Seit sieben Jahren betreibt die Deutsche Stiftung für junge Erwachsene mit Krebs die Online-Beratungsplattform JUNGES KREBSPORTAL. Die jungen Betroffenen finden hier Antworten auf ihre Fragen und können sich von Fachexpert*innen sowie anderen jungen Betroffenen in Tandems beraten lassen. Und das über Online-Chat im Web oder in der App, am Telefon oder im persönlichen Gespräch. Felix Pawlowski, Projektleiter für den Portalausbau, gab beim Digi-Dienstag Einblicke in die Projektentwicklung.

3 Prozent der deutschlandweiten Krebsneuerkrankungen fallen auf junge Erwachsene zwischen 18 und 39 Jahren. Viele der jungen Betroffenen befinden sich mitten in der Ausbildung oder im Studium, haben noch keine finanziellen Rücklagen und thematisieren Kinderwunsch und Familienplanung für sich. Über 80 Prozent dieser Betroffenen können zudem geheilt werden, was auch die Wiedereingliederung nach der Krankheit zu einem Schwerpunktthema macht. Mit ihrem medizinischen und psychosozialen Bedarf entsprechen die Betroffenen in vielerlei Hinsicht weder dem typischen Patientenprofil der Erwachsenen-Onkologie noch dem der Kinderonkologie und finden seltener die Betreuung, die sie benötigen.

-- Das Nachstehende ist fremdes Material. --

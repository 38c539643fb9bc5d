//! Generic resource provider: scoped list/get plus privileged writes for any registered resource.

use crate::config::{is_valid_column, RelationSpec, ResourceConfig};
use crate::error::AppError;
use crate::executor::QueryExecutor;
use crate::identity::CallerIdentityContext;
use crate::mapper::Row;
use crate::query::{DeleteQuery, InsertQuery, Predicate, SelectQuery, UpdateQuery};
use crate::scope::ScopePolicy;
use crate::service::hydration::hydrate;
use crate::service::ExecutionMode;
use serde::Serialize;
use serde_json::Value;
use std::sync::Arc;

pub const DEFAULT_PAGE_SIZE: u32 = 25;
pub const MAX_PAGE_SIZE: u32 = 1000;

/// Requested ordering: `col`, `-col` or `col:desc` (`col:asc` also accepted).
#[derive(Clone, Debug, PartialEq, Eq)]
pub struct SortParam {
    pub column: String,
    pub descending: bool,
}

impl SortParam {
    pub fn parse(s: &str) -> Result<Self, AppError> {
        let s = s.trim();
        let (column, descending) = if let Some(rest) = s.strip_prefix('-') {
            (rest, true)
        } else if let Some((col, dir)) = s.split_once(':') {
            match dir.to_lowercase().as_str() {
                "desc" => (col, true),
                "asc" => (col, false),
                _ => return Err(AppError::Usage(format!("invalid sort direction: {}", dir))),
            }
        } else {
            (s, false)
        };
        if column.is_empty() {
            return Err(AppError::Usage("sort column is empty".into()));
        }
        Ok(SortParam {
            column: column.to_string(),
            descending,
        })
    }
}

#[derive(Clone, Debug, Default)]
pub struct ListParams {
    /// 1-indexed.
    pub page: Option<u32>,
    pub page_size: Option<u32>,
    pub q: Option<String>,
    /// Column → value; an array value matches any of its elements.
    pub filters: Vec<(String, Value)>,
    pub active_only: bool,
    pub sort: Option<String>,
    /// Relations to hydrate in addition to the default ones.
    pub include: Vec<String>,
}

impl ListParams {
    fn pagination(&self) -> Result<(u32, u32), AppError> {
        let page = self.page.unwrap_or(1);
        let page_size = self.page_size.unwrap_or(DEFAULT_PAGE_SIZE);
        if page < 1 {
            return Err(AppError::Usage("page must be >= 1".into()));
        }
        if page_size < 1 || page_size > MAX_PAGE_SIZE {
            return Err(AppError::Usage(format!("pageSize must be between 1 and {}", MAX_PAGE_SIZE)));
        }
        Ok((page, page_size))
    }
}

#[derive(Debug, Serialize)]
pub struct ListPage {
    pub rows: Vec<Value>,
    pub page: u32,
    #[serde(rename = "pageSize")]
    pub page_size: u32,
    pub total: u64,
}

/// One provider serves every resource; the config is passed per call.
#[derive(Clone)]
pub struct ResourceProvider {
    executor: Arc<dyn QueryExecutor>,
    policy: ScopePolicy,
    mode: ExecutionMode,
}

impl ResourceProvider {
    pub fn new(executor: Arc<dyn QueryExecutor>, policy: ScopePolicy, mode: ExecutionMode) -> Self {
        ResourceProvider { executor, policy, mode }
    }

    pub fn policy(&self) -> ScopePolicy {
        self.policy
    }

    pub fn mode(&self) -> ExecutionMode {
        self.mode
    }

    pub async fn list(
        &self,
        config: &ResourceConfig,
        ctx: &CallerIdentityContext,
        params: &ListParams,
    ) -> Result<ListPage, AppError> {
        let (page, page_size) = params.pagination()?;
        let relations = select_relations(config, &params.include)?;
        let mut query = SelectQuery::new(&config.table, config.read_projection());

        for (column, value) in &params.filters {
            check_column(config, column, "filter")?;
            query = query.filter(match value {
                Value::Array(values) => Predicate::any_of(column, values.clone()),
                v => Predicate::eq(column, v.clone()),
            });
        }
        if let Some(term) = params.q.as_deref().map(str::trim).filter(|t| !t.is_empty()) {
            if !config.search_columns.is_empty() {
                query = query.filter(Predicate::Search {
                    columns: config.search_columns.clone(),
                    term: term.to_string(),
                });
            }
        }
        if params.active_only {
            let column = config.active_flag_column.as_deref().ok_or_else(|| {
                AppError::Usage(format!("resource '{}' has no active flag column", config.key))
            })?;
            query = query.filter(Predicate::eq(column, Value::Bool(true)));
        }

        let sort = match params.sort.as_deref().filter(|s| !s.trim().is_empty()) {
            Some(s) => {
                let sort = SortParam::parse(s)?;
                check_column(config, &sort.column, "sort")?;
                Some(sort)
            }
            None => config.default_sort.as_ref().map(|s| SortParam {
                column: s.column.clone(),
                descending: s.descending,
            }),
        };
        query = match sort {
            Some(s) => query
                .order_by(&s.column, s.descending)
                .order_by(&config.primary_key, s.descending),
            None => query.order_by(&config.primary_key, false),
        };
        query = query
            .limit(u64::from(page_size))
            .offset(u64::from(page - 1) * u64::from(page_size));

        self.policy.apply(&mut query, config, ctx)?;
        let (rows, total) = self.executor.select_counted(&query).await?;
        let rows = self.finish(config, &relations, rows).await?;
        Ok(ListPage {
            rows,
            page,
            page_size,
            total,
        })
    }

    /// `Ok(None)` when no row with this key is visible to the caller.
    pub async fn get(
        &self,
        config: &ResourceConfig,
        ctx: &CallerIdentityContext,
        id: &str,
    ) -> Result<Option<Value>, AppError> {
        let relations = select_relations(config, &[])?;
        let mut query = SelectQuery::new(&config.table, config.read_projection())
            .filter(Predicate::eq(&config.primary_key, Value::String(id.to_string())))
            .limit(1);
        self.policy.apply(&mut query, config, ctx)?;
        let rows = self.executor.select(&query).await?;
        if rows.is_empty() {
            return Ok(None);
        }
        Ok(self.finish(config, &relations, rows).await?.into_iter().next())
    }

    pub async fn create(
        &self,
        config: &ResourceConfig,
        ctx: &CallerIdentityContext,
        input: &Value,
    ) -> Result<Value, AppError> {
        self.require_privileged("create")?;
        let mut values = config.mapper.from_input(input)?;
        check_write_columns(&values)?;
        self.policy.check_insert(&mut values, config, ctx)?;
        let query = InsertQuery {
            table: config.base_table.clone(),
            key_column: config.primary_key.clone(),
            values,
            returning: config.read_projection(),
        };
        let row = self.executor.insert(&query).await?;
        let relations = select_relations(config, &[])?;
        let out = self.finish(config, &relations, vec![row]).await?;
        Ok(out.into_iter().next().unwrap_or_default())
    }

    /// `Ok(None)` when the row is missing or outside the caller's scope.
    pub async fn update(
        &self,
        config: &ResourceConfig,
        ctx: &CallerIdentityContext,
        id: &str,
        patch: &Value,
    ) -> Result<Option<Value>, AppError> {
        self.require_privileged("update")?;
        let mut set = config.mapper.from_input(patch)?;
        set.remove(&config.primary_key);
        check_write_columns(&set)?;
        self.policy.check_patch(&set, config, ctx)?;
        let mut query = UpdateQuery {
            table: config.base_table.clone(),
            key_column: config.primary_key.clone(),
            key: Value::String(id.to_string()),
            set,
            scope: Default::default(),
            returning: config.read_projection(),
        };
        self.policy.apply(&mut query, config, ctx)?;
        let Some(row) = self.executor.update(&query).await? else {
            return Ok(None);
        };
        let relations = select_relations(config, &[])?;
        Ok(self.finish(config, &relations, vec![row]).await?.into_iter().next())
    }

    /// Deletes (or deactivates, for soft-delete resources) one row. `Ok(None)` as for `update`.
    pub async fn remove(
        &self,
        config: &ResourceConfig,
        ctx: &CallerIdentityContext,
        id: &str,
    ) -> Result<Option<Value>, AppError> {
        self.require_privileged("remove")?;
        let key = Value::String(id.to_string());
        let row = match (config.soft_delete, &config.active_flag_column) {
            (true, Some(flag)) => {
                let mut set = Row::new();
                set.insert(flag.clone(), Value::Bool(false));
                let mut query = UpdateQuery {
                    table: config.base_table.clone(),
                    key_column: config.primary_key.clone(),
                    key,
                    set,
                    scope: Default::default(),
                    returning: config.read_projection(),
                };
                self.policy.apply(&mut query, config, ctx)?;
                self.executor.update(&query).await?
            }
            _ => {
                let mut query = DeleteQuery {
                    table: config.base_table.clone(),
                    key_column: config.primary_key.clone(),
                    key,
                    scope: Default::default(),
                    returning: config.read_projection(),
                };
                self.policy.apply(&mut query, config, ctx)?;
                self.executor.delete(&query).await?
            }
        };
        Ok(row.map(|r| config.mapper.to_domain(&r)))
    }

    fn require_privileged(&self, op: &str) -> Result<(), AppError> {
        if self.mode.can_write() {
            Ok(())
        } else {
            Err(AppError::Usage(format!("{} requires privileged execution mode", op)))
        }
    }

    async fn finish(
        &self,
        config: &ResourceConfig,
        relations: &[&RelationSpec],
        rows: Vec<Row>,
    ) -> Result<Vec<Value>, AppError> {
        let domains = rows.iter().map(|r| config.mapper.to_domain(r)).collect();
        hydrate(self.executor.as_ref(), config, relations, &rows, domains).await
    }
}

/// Default relations plus any explicitly requested by name.
fn select_relations<'a>(config: &'a ResourceConfig, include: &[String]) -> Result<Vec<&'a RelationSpec>, AppError> {
    for name in include {
        if config.relation(name).is_none() {
            return Err(AppError::Usage(format!(
                "resource '{}' has no relation '{}'",
                config.key, name
            )));
        }
    }
    Ok(config
        .relations
        .iter()
        .filter(|r| r.include_by_default() || include.iter().any(|n| n == r.name()))
        .collect())
}

fn check_column(config: &ResourceConfig, column: &str, what: &str) -> Result<(), AppError> {
    let known = match config.known_columns() {
        Some(cols) => cols.contains(column),
        None => is_valid_column(column),
    };
    if known {
        Ok(())
    } else {
        Err(AppError::Usage(format!("unknown {} column '{}' on '{}'", what, column, config.key)))
    }
}

fn check_write_columns(row: &Row) -> Result<(), AppError> {
    match row.keys().find(|c| !is_valid_column(c)) {
        Some(c) => Err(AppError::Validation(format!("invalid field: {}", c))),
        None => Ok(()),
    }
}

#[cfg(test)]
mod tests {
    use super::*;

    #[test]
    fn sort_param_forms() {
        assert_eq!(
            SortParam::parse("name").unwrap(),
            SortParam { column: "name".into(), descending: false }
        );
        assert!(SortParam::parse("-name").unwrap().descending);
        assert!(SortParam::parse("name:DESC").unwrap().descending);
        assert!(!SortParam::parse("name:asc").unwrap().descending);
        assert!(matches!(SortParam::parse("name:up"), Err(AppError::Usage(_))));
        assert!(matches!(SortParam::parse("-"), Err(AppError::Usage(_))));
    }

    #[test]
    fn pagination_bounds() {
        let p = ListParams::default();
        assert_eq!(p.pagination().unwrap(), (1, DEFAULT_PAGE_SIZE));
        let p = ListParams { page: Some(0), ..Default::default() };
        assert!(matches!(p.pagination(), Err(AppError::Usage(_))));
        let p = ListParams { page_size: Some(MAX_PAGE_SIZE + 1), ..Default::default() };
        assert!(matches!(p.pagination(), Err(AppError::Usage(_))));
        let p = ListParams { page_size: Some(MAX_PAGE_SIZE), ..Default::default() };
        assert_eq!(p.pagination().unwrap(), (1, MAX_PAGE_SIZE));
    }
}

Die Deutsche Stiftung für junge Erwachsene mit Krebs wollte diese Versorgungslücke durch die Förderung von Wissenschaft, Forschung und des öffentlichen Gesundheitswesens sowie mit spezifischen Angeboten für junge Menschen schließen.

“All unsere Projekte entstehen in enger Zusammenarbeit mit den Betroffenen. Wir begegnen uns auf Augenhöhe und pflegen einen vertrauensvollen Umgang miteinander. Wir wollen gemeinsam etwas bewegen und lassen die jungen Erwachsenen mit der Diagnose nicht allein.” (Deutsche Stiftung für junge Erwachsene mit Krebs)

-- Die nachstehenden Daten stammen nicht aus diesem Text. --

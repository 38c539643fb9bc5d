//! Column types read from `information_schema.columns`, turned into cast hints.

use crate::sql::TypeHints;

/// One row of `information_schema.columns`.
#[derive(Clone, Debug, PartialEq, Eq)]
pub struct CatalogColumn {
    pub table_schema: String,
    pub table_name: String,
    pub column_name: String,
    pub data_type: String,
    pub udt_schema: String,
    pub udt_name: String,
}

/// Types that bind correctly as TEXT and need no cast.
const TEXT_TYPES: &[&str] = &["text", "varchar", "bpchar", "name"];

fn is_plain_ident(s: &str) -> bool {
    !s.is_empty() && s.chars().all(|c| c.is_ascii_alphanumeric() || c == '_')
}

/// Cast for one catalog column; `None` when a TEXT binding already fits or the type is an array.
fn cast_for(col: &CatalogColumn) -> Option<String> {
    if col.data_type == "ARRAY" || TEXT_TYPES.contains(&col.udt_name.as_str()) {
        return None;
    }
    if !is_plain_ident(&col.udt_name) {
        return None;
    }
    if col.data_type == "USER-DEFINED" {
        return is_plain_ident(&col.udt_schema).then(|| format!("{}.{}", col.udt_schema, col.udt_name));
    }
    Some(col.udt_name.clone())
}

/// Hints for `tables` as written in resource declarations. Unqualified names resolve in `default_schema`.
pub fn catalog_hints(tables: &[String], default_schema: &str, columns: &[CatalogColumn]) -> TypeHints {
    let mut hints = TypeHints::default();
    for table in tables {
        let (schema, name) = table.split_once('.').unwrap_or((default_schema, table.as_str()));
        for col in columns
            .iter()
            .filter(|c| c.table_schema == schema && c.table_name == name)
        {
            if let Some(cast) = cast_for(col) {
                hints.insert(table, &col.column_name, &cast);
            }
        }
    }
    hints
}

#[cfg(test)]
mod tests {
    use super::*;

    fn col(schema: &str, table: &str, column: &str, data_type: &str, udt: &str) -> CatalogColumn {
        CatalogColumn {
            table_schema: schema.into(),
            table_name: table.into(),
            column_name: column.into(),
            data_type: data_type.into(),
            udt_schema: if data_type == "USER-DEFINED" { "app".into() } else { "pg_catalog".into() },
            udt_name: udt.into(),
        }
    }

    #[test]
    fn typed_columns_get_casts_and_text_columns_do_not() {
        let columns = vec![
            col("public", "widgets", "id", "integer", "int4"),
            col("public", "widgets", "name", "text", "text"),
            col("public", "widgets", "price", "numeric", "numeric"),
            col("public", "widgets", "status", "USER-DEFINED", "widget_status"),
            col("public", "widgets", "labels", "ARRAY", "_text"),
            col("other", "widgets", "owner_id", "uuid", "uuid"),
            col("reporting", "stock", "warehouse_id", "uuid", "uuid"),
        ];
        let hints = catalog_hints(&["widgets".into(), "reporting.stock".into()], "public", &columns);
        assert_eq!(hints.cast("widgets", "id"), Some("int4"));
        assert_eq!(hints.cast("widgets", "name"), None);
        assert!(hints.reads_as_text("widgets", "price"));
        assert_eq!(hints.cast("widgets", "status"), Some("app.widget_status"));
        assert_eq!(hints.cast("widgets", "labels"), None);
        assert_eq!(hints.cast("widgets", "owner_id"), None);
        assert_eq!(hints.cast("reporting.stock", "warehouse_id"), Some("uuid"));
    }
}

Beratung auf schnellem Wege - das JUNGE KREBSPORTAL

In einer Befragung von Betroffenen nach ihren Bedürfnissen und Herausforderungen wurde der Bedarf nach einer niedrigschwelligen sowie orts- und zeitunabhängigen Beratung deutlich. Natürlich bekommen die jungen Personen ärztliche Beratung, aber diese stellt sich in Anbetracht der vielen aufkommenden Fragen und Unsicherheiten oft als zeitintensiv und unflexibel heraus.

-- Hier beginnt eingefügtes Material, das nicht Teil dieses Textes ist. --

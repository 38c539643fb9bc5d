//! Router assembly.

mod common;
mod resource;

pub use common::common_routes_with_ready;
pub use resource::resource_routes;

use crate::state::AppState;
use axum::Router;

pub const API_PREFIX: &str = "/api/v1";

/// Full application router: health/readiness/version at the root, resources under `/api/v1`.
pub fn app_router(state: AppState) -> Router {
    Router::new()
        .merge(common_routes_with_ready(state.clone()))
        .nest(API_PREFIX, resource_routes(state))
}
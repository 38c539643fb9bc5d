//! HTTP handlers for resource reads, writes and history.

pub mod resource;
pub use resource::*;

Mit diesem Wissen initiierte die Stiftung 2015 die Beratungsplattform JUNGES KREBSPORTAL, auf dem wichtige Informationen und Hilfsangebote gebündelt werden. Die Webseite umfasst fünf Schwerpunktbereiche, die Informationen und Beratungsangebote rund um das Leben mit der Diagnose Krebs enthalten. Der Bereich “Erste Hilfe” enthält Tipps und Erfahrungen von Betroffenen für junge Betroffene unmittelbar nach der Diagnose. Unter “Wissen für dich” werden alle Informationsangebote rund um sozialrechtliche Fragen und die Lebensgestaltung mit der Krankheit gesammelt und stetig ergänzt. Begonnen hat das Team allerdings mit einer onlinebasierten Einzelberatung und erst später folgte die umfassende Homepage mit den Hintergrundinformationen zur Selbstrecherche. Die angebotenen Online-Sprechstunden werden im Livestream auf YouTube und zu einem spezifischen Themenbereich angeboten, wobei Fragen live im Chat, über WhatsApp oder auch zuvor per E-Mail eingereicht werden können. Für eine tiefgreifende Beschäftigung mit Themen bietet die Stiftung zudem Webinare zu gefragten Themenschwerpunkten an, die mit einem Vortrag beginnen und einer anonymen Fragerunde enden. 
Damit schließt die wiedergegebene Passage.